Work item: For each line below with the word "only", write out a copy.

Input data:
■ ■ ■

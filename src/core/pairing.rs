use geo::Point;
use serde::{Deserialize, Serialize};

use crate::core::{
    compatibility::CompatibilityTable,
    distance::{distance_miles, km_to_miles, round_tenth},
};
use crate::models::{Event, Pairing, Restaurant};

/// Search configuration for one run
#[derive(Debug, Clone, Copy, PartialEq, Serialize, Deserialize)]
pub struct PairingConfig {
    /// Maximum distance considered "nearby"
    #[serde(default = "default_radius_km")]
    pub radius_km: f64,
    /// Maximum alternates listed per pairing
    #[serde(default = "default_limit")]
    pub limit: usize,
    /// Pair events nobody could locate with the first usable restaurant
    /// instead of dropping them
    #[serde(default)]
    pub pair_without_coordinates: bool,
}

fn default_radius_km() -> f64 { 1.6 }
fn default_limit() -> usize { 3 }

impl Default for PairingConfig {
    fn default() -> Self {
        Self {
            radius_km: default_radius_km(),
            limit: default_limit(),
            pair_without_coordinates: false,
        }
    }
}

/// Thresholds for the verbal distance clause
#[derive(Debug, Clone, Copy, PartialEq, Serialize, Deserialize)]
pub struct DistanceTiers {
    #[serde(default = "default_walking_max")]
    pub walking_max_miles: f64,
    #[serde(default = "default_short_drive_max")]
    pub short_drive_max_miles: f64,
}

fn default_walking_max() -> f64 { 0.5 }
fn default_short_drive_max() -> f64 { 2.0 }

impl Default for DistanceTiers {
    fn default() -> Self {
        Self {
            walking_max_miles: default_walking_max(),
            short_drive_max_miles: default_short_drive_max(),
        }
    }
}

impl DistanceTiers {
    pub fn describe(&self, miles: f64) -> String {
        if miles < self.walking_max_miles {
            format!("{:.1} mi - walking distance", miles)
        } else if miles < self.short_drive_max_miles {
            format!("{:.1} mi - short drive", miles)
        } else {
            format!("{:.1} mi away", miles)
        }
    }
}

/// Output of one pairing pass
#[derive(Debug, Clone, Default)]
pub struct PairingResult {
    pub pairings: Vec<Pairing>,
    /// Input position of each pairing's primary restaurant
    pub primaries: Vec<usize>,
    /// Events that produced no pairing
    pub dropped_events: usize,
}

/// A restaurant eligible for matching, keyed by input position
#[derive(Debug, Clone, Copy)]
struct Candidate<'a> {
    index: usize,
    restaurant: &'a Restaurant,
    point: Option<Point<f64>>,
}

/// Greedy, explainable event → restaurant pairing
///
/// # Per-event pipeline
/// 1. Distance to every well-formed restaurant
/// 2. In-range partition, ranked by distance (stable on input order)
/// 3. Nearest in range, else nearest overall, else no pairing
/// 4. Reason = location; distance tier; compatibility phrase
#[derive(Debug, Clone)]
pub struct PairingEngine {
    region: String,
    config: PairingConfig,
    tiers: DistanceTiers,
    compatibility: CompatibilityTable,
}

impl PairingEngine {
    pub fn new(region: impl Into<String>, config: PairingConfig) -> Self {
        Self {
            region: region.into(),
            config,
            tiers: DistanceTiers::default(),
            compatibility: CompatibilityTable::default(),
        }
    }

    pub fn with_tiers(mut self, tiers: DistanceTiers) -> Self {
        self.tiers = tiers;
        self
    }

    pub fn with_compatibility(mut self, compatibility: CompatibilityTable) -> Self {
        self.compatibility = compatibility;
        self
    }

    pub fn config(&self) -> &PairingConfig {
        &self.config
    }

    /// Pair every event, in input order, without touching the inputs
    pub fn pair(&self, events: &[Event], restaurants: &[Restaurant]) -> PairingResult {
        let candidates: Vec<Candidate<'_>> = restaurants
            .iter()
            .enumerate()
            .filter_map(|(index, restaurant)| match restaurant.well_formed() {
                Ok(point) => Some(Candidate {
                    index,
                    restaurant,
                    point,
                }),
                Err(e) => {
                    tracing::warn!(index, name = %restaurant.name, error = %e, "Skipping malformed restaurant");
                    None
                }
            })
            .collect();

        let mut result = PairingResult::default();

        for (position, event) in events.iter().enumerate() {
            let point = match event.well_formed() {
                Ok(point) => point,
                Err(e) => {
                    tracing::warn!(index = position, title = %event.title, error = %e, "Skipping malformed event");
                    result.dropped_events += 1;
                    continue;
                }
            };

            match self.pair_event(event, point, &candidates) {
                Some((pairing, primary)) => {
                    result.pairings.push(pairing);
                    result.primaries.push(primary);
                }
                None => {
                    tracing::debug!(title = %event.title, "No restaurant with a usable distance");
                    result.dropped_events += 1;
                }
            }
        }

        result
    }

    /// Pair events and stamp `match_reason` on first-time primary matches
    pub fn build_pairings(&self, events: &[Event], restaurants: &mut [Restaurant]) -> PairingResult {
        let result = self.pair(events, restaurants);
        stamp_match_reasons(restaurants, &result);
        result
    }

    fn pair_event(
        &self,
        event: &Event,
        event_point: Option<Point<f64>>,
        candidates: &[Candidate<'_>],
    ) -> Option<(Pairing, usize)> {
        let mut ranked: Vec<(Candidate<'_>, f64)> = candidates
            .iter()
            .filter_map(|c| distance_miles(event_point, c.point).map(|d| (*c, d)))
            .collect();

        // Stable: equal distances keep input order
        ranked.sort_by(|a, b| a.1.partial_cmp(&b.1).unwrap_or(std::cmp::Ordering::Equal));

        let radius_miles = km_to_miles(self.config.radius_km);
        let in_range: Vec<(Candidate<'_>, f64)> = ranked
            .iter()
            .copied()
            .filter(|(_, d)| *d <= radius_miles)
            .collect();

        // Published and described distances share one rounding
        let (primary, distance) = match in_range.first().or_else(|| ranked.first()) {
            Some((candidate, d)) => (*candidate, Some(round_tenth(*d))),
            None if self.config.pair_without_coordinates => (*candidates.first()?, None),
            None => return None,
        };

        let nearby_restaurants = in_range
            .iter()
            .filter(|(c, _)| c.index != primary.index)
            .take(self.config.limit)
            .map(|(c, _)| c.restaurant.summary())
            .collect();

        let restaurant = primary.restaurant;
        let pairing = Pairing {
            event: event.title.clone(),
            restaurant: restaurant.name.clone(),
            match_reason: self.match_reason(event, restaurant, distance),
            event_url: event.url.clone(),
            restaurant_url: restaurant.url.clone(),
            event_date: event.date,
            event_location: event.location.clone(),
            distance_miles: distance,
            nearby_restaurants,
        };

        Some((pairing, primary.index))
    }

    fn match_reason(&self, event: &Event, restaurant: &Restaurant, distance: Option<f64>) -> String {
        let mut clauses = Vec::with_capacity(3);

        let region = self.region.trim();
        if !region.is_empty() {
            clauses.push(format!("Located in {}", region));
        }
        if let Some(miles) = distance {
            clauses.push(self.tiers.describe(miles));
        }
        clauses.push(self.compatibility.phrase(&event.category, &restaurant.cuisine));

        clauses.join("; ")
    }
}

/// Copy each pairing's reason onto its primary restaurant, first pairing wins
pub fn stamp_match_reasons(restaurants: &mut [Restaurant], result: &PairingResult) {
    let mut stamped = vec![false; restaurants.len()];
    for (pairing, &index) in result.pairings.iter().zip(&result.primaries) {
        if let Some(restaurant) = restaurants.get_mut(index) {
            if !stamped[index] {
                restaurant.match_reason = Some(pairing.match_reason.clone());
                stamped[index] = true;
            }
        }
    }
}
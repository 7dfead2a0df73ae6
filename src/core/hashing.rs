use std::collections::{BTreeMap, HashMap};

use serde::Serialize;
use serde_json::Value;
use sha2::{Digest, Sha256};
use thiserror::Error;

use crate::models::{ContentMeta, Event, Restaurant};

/// Errors that make a snapshot unpublishable
///
/// A corrupted hash would poison every later change comparison, so none of
/// these are recovered locally.
#[derive(Debug, Error)]
pub enum HashError {
    #[error("{dataset} record {index}: serialization failed: {source}")]
    Serialize {
        dataset: String,
        index: usize,
        #[source]
        source: serde_json::Error,
    },

    #[error("{dataset} record {index}: field `{field}` is not a finite number")]
    NonFinite {
        dataset: String,
        index: usize,
        field: &'static str,
    },
}

/// A record that can take part in a content hash
///
/// `serde_json` silently writes non-finite floats as `null`, so records
/// report such fields before they are serialized.
pub trait Record: Serialize {
    fn non_finite_field(&self) -> Option<&'static str>;
}

fn first_non_finite(fields: &[(&'static str, Option<f64>)]) -> Option<&'static str> {
    fields
        .iter()
        .find(|(_, value)| value.is_some_and(|v| !v.is_finite()))
        .map(|(name, _)| *name)
}

impl Record for Restaurant {
    fn non_finite_field(&self) -> Option<&'static str> {
        first_non_finite(&[
            ("rating", self.rating),
            ("latitude", self.latitude),
            ("longitude", self.longitude),
        ])
    }
}

impl Record for Event {
    fn non_finite_field(&self) -> Option<&'static str> {
        first_non_finite(&[("latitude", self.latitude), ("longitude", self.longitude)])
    }
}

/// Untyped records hash like typed ones only if their numbers already
/// carry the typed form: a float field must be written `4.0`, not `4`.
impl Record for Value {
    fn non_finite_field(&self) -> Option<&'static str> {
        None
    }
}

/// Read-only lookup of the digest published by the previous run
///
/// Keys are dataset identities such as `restaurants:default`. A missing
/// key is the normal first-run condition.
pub trait HashStore {
    fn previous_hash(&self, key: &str) -> Option<String>;
}

impl HashStore for HashMap<String, String> {
    fn previous_hash(&self, key: &str) -> Option<String> {
        self.get(key).cloned()
    }
}

impl HashStore for BTreeMap<String, String> {
    fn previous_hash(&self, key: &str) -> Option<String> {
        self.get(key).cloned()
    }
}

/// Dataset identity used as the hash store key
pub fn dataset_key(dataset: &str, profile: &str) -> String {
    format!("{}:{}", dataset, profile)
}

/// Canonical JSON text of a value
///
/// Object keys are sorted at every depth, no whitespace is emitted, and
/// numbers use `serde_json`'s shortest round-trip form with `-0.0` written
/// as `0.0`. Changing any of this invalidates every stored hash.
pub fn canonical_json(value: &Value) -> String {
    let mut out = String::new();
    write_canonical(value, &mut out);
    out
}

fn write_canonical(value: &Value, out: &mut String) {
    match value {
        Value::Array(items) => {
            out.push('[');
            for (i, item) in items.iter().enumerate() {
                if i > 0 {
                    out.push(',');
                }
                write_canonical(item, out);
            }
            out.push(']');
        }
        Value::Object(map) => {
            let mut entries: Vec<(&String, &Value)> = map.iter().collect();
            entries.sort_by(|a, b| a.0.cmp(b.0));

            out.push('{');
            for (i, (key, item)) in entries.into_iter().enumerate() {
                if i > 0 {
                    out.push(',');
                }
                out.push_str(&Value::String(key.clone()).to_string());
                out.push(':');
                write_canonical(item, out);
            }
            out.push('}');
        }
        Value::Number(n) if n.as_f64() == Some(0.0) && n.is_f64() => out.push_str("0.0"),
        leaf => out.push_str(&leaf.to_string()),
    }
}

/// Canonical serialization of an ordered record sequence
pub fn canonicalize<R: Record>(dataset: &str, records: &[R]) -> Result<String, HashError> {
    let values = records
        .iter()
        .enumerate()
        .map(|(index, record)| {
            if let Some(field) = record.non_finite_field() {
                return Err(HashError::NonFinite {
                    dataset: dataset.to_string(),
                    index,
                    field,
                });
            }
            serde_json::to_value(record).map_err(|source| HashError::Serialize {
                dataset: dataset.to_string(),
                index,
                source,
            })
        })
        .collect::<Result<Vec<_>, _>>()?;

    Ok(canonical_json(&Value::Array(values)))
}

/// SHA-256 of canonical text, lowercase hex
pub fn content_digest(canonical: &str) -> String {
    hex::encode(Sha256::digest(canonical.as_bytes()))
}

/// Hash `records` and compare against the previous run
///
/// `changed` is true when the digests differ or no previous digest exists.
pub fn compute_meta<R: Record>(
    dataset: &str,
    profile: &str,
    records: &[R],
    store: &dyn HashStore,
) -> Result<ContentMeta, HashError> {
    let key = dataset_key(dataset, profile);
    let previous = store.previous_hash(&key);

    let hash = content_digest(&canonicalize(dataset, records)?);
    let changed = previous.as_deref() != Some(hash.as_str());

    tracing::debug!(dataset = %key, %hash, changed, items = records.len(), "Computed content hash");

    Ok(ContentMeta {
        hash,
        item_count: records.len(),
        changed,
    })
}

■ ■ ■

Reply:
/// Untyped records hash like typed ones only if their numbers already
/// Read-only lookup of the digest published by the previous run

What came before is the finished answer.